Single-step ethylene purification from ternary C2 hydrocarbon mixtures in a scalable metal–organic framework

Abstract

Single-step purification of the ternary C2 hydrocarbon mixture to produce ethylene (C2H4) directly using adsorption-based technologies is desirable for reducing large energy consumption. However, it is challenging to develop an appropriate adsorbent, having preferential adsorption characteristics toward ethane (C2H6) and acetylene (C2H2) rather than C2H4 coupled with high adsorption capacity owing to their similar physicochemical properties. Herein, we present a highly stable, cheap, and scalable CAU-23 adsorbent, which enables single-step production of high-purity C2H4 (>99.9%) from the ternary C2 hydrocarbon mixture. CAU-23 exhibited higher uptake capacity of C2H6 (4.0 mmol g−1) and C2H2 (4.7 mmol g−1) compared to that of C2H4 (3.8 mmol g−1). Further, it showed the reasonable selectivity for both C2H6/C2H4 (1.54) and C2H2/C2H4 (1.5) with an equimolar binary mixture, indicating that the separation performance of CAU-23 is comparable to the benchmark porous materials for separating C2 ternary gas mixture.
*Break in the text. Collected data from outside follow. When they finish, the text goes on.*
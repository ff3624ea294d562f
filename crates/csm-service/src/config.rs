use std::collections::BTreeMap;
use std::path::Path;

use csm_store::ParamMap;
use serde::{Deserialize, Serialize};

use crate::error::{ServiceError, ServiceResult};

/// Key of the driver type tag inside a driver parameter table.
pub const TYPE_KEY: &str = "type";

/// Service configuration, usually loaded from TOML:
///
/// ```toml
/// default_driver = "main"
///
/// [shared]
/// strict = true
///
/// [drivers.main]
/// type = "filesystem"
/// resource_path = "/srv/resources"
/// resource_url = "/resources"
/// dir_mode = "775"
/// file_mode = "664"
/// ```
#[derive(Clone, Debug, PartialEq, Serialize, Deserialize)]
#[serde(default)]
pub struct ServiceConfig {
    /// Driver used by [`DriverSelector::Default`](crate::DriverSelector::Default).
    pub default_driver: String,
    /// Named driver tables; each needs a `type` tag.
    pub drivers: BTreeMap<String, ParamMap>,
    /// Parameters merged into every named driver. They take precedence over
    /// the driver's own table.
    pub shared: ParamMap,
}

impl Default for ServiceConfig {
    fn default() -> Self {
        Self {
            default_driver: "main".into(),
            drivers: BTreeMap::new(),
            shared: ParamMap::new(),
        }
    }
}

impl ServiceConfig {
    pub fn from_toml_str(s: &str) -> ServiceResult<Self> {
        toml::from_str(s).map_err(|e| ServiceError::ConfigParse(e.to_string()))
    }

    pub fn from_path(path: impl AsRef<Path>) -> ServiceResult<Self> {
        let text = std::fs::read_to_string(path)?;
        Self::from_toml_str(&text)
    }

    /// Builder: add or replace a named driver table.
    pub fn with_driver(mut self, name: impl Into<String>, params: ParamMap) -> Self {
        self.drivers.insert(name.into(), params);
        self
    }

    /// Effective parameters of driver `name`: its own table overlaid with the
    /// shared parameters.
    pub fn driver_params(&self, name: &str) -> ServiceResult<ParamMap> {
        let table = self.drivers.get(name).ok_or_else(|| {
            ServiceError::Configuration(format!(
                "driver \"{name}\" is not present in service config"
            ))
        })?;
        if !table.contains_key(TYPE_KEY) {
            return Err(ServiceError::Configuration(format!(
                "driver \"{name}\" has no type"
            )));
        }
        let mut params = table.clone();
        params.extend(self.shared.clone());
        Ok(params)
    }
}

#[cfg(test)]
mod tests {
    use super::*;
    use serde_json::json;

    const SAMPLE: &str = r#"
default_driver = "files"

[shared]
strict = false

[drivers.files]
type = "filesystem"
resource_path = "/srv/resources"
dir_mode = 775
file_mode = "664"
strict = true

[drivers.void]
type = "hole"
"#;

    #[test]
    fn default_config() {
        let c = ServiceConfig::default();
        assert_eq!(c.default_driver, "main");
        assert!(c.drivers.is_empty());
        assert!(c.shared.is_empty());
    }

    #[test]
    fn parse_toml() {
        let c = ServiceConfig::from_toml_str(SAMPLE).unwrap();
        assert_eq!(c.default_driver, "files");
        assert_eq!(c.drivers.len(), 2);
        assert_eq!(c.drivers["files"]["dir_mode"], json!(775));
        assert_eq!(c.drivers["void"][TYPE_KEY], json!("hole"));
    }

    #[test]
    fn shared_params_take_precedence() {
        let c = ServiceConfig::from_toml_str(SAMPLE).unwrap();
        let params = c.driver_params("files").unwrap();
        assert_eq!(params["strict"], json!(false));
        assert_eq!(params["resource_path"], json!("/srv/resources"));
    }

    #[test]
    fn unknown_driver_name() {
        let err = ServiceConfig::default().driver_params("x").unwrap_err();
        assert!(err
            .to_string()
            .contains("driver \"x\" is not present in service config"));
    }

    #[test]
    fn missing_type_tag() {
        let c = ServiceConfig::default().with_driver("main", ParamMap::new());
        let err = c.driver_params("main").unwrap_err();
        assert!(matches!(err, ServiceError::Configuration(_)));
    }

    #[test]
    fn invalid_toml() {
        let err = ServiceConfig::from_toml_str("default_driver = [").unwrap_err();
        assert!(matches!(err, ServiceError::ConfigParse(_)));
    }

    #[test]
    fn from_path_reads_file() {
        let dir = tempfile::tempdir().unwrap();
        let path = dir.path().join("csm.toml");
        std::fs::write(&path, SAMPLE).unwrap();
        assert_eq!(ServiceConfig::from_path(&path).unwrap().default_driver, "files");
        assert!(matches!(
            ServiceConfig::from_path(dir.path().join("missing.toml")),
            Err(ServiceError::Io(_))
        ));
    }
}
The breakthrough experiments demonstrated its capability to produce high-purity C2H4 (>99.9%) with various C2H6/C2H4/C2H2 compositions at 298 K and 1 bar with high recyclability. The origin of the separation performance was further explored by using computational simulations of the grand canonical Monte Carlo (GCMC) and density functional theory (DFT).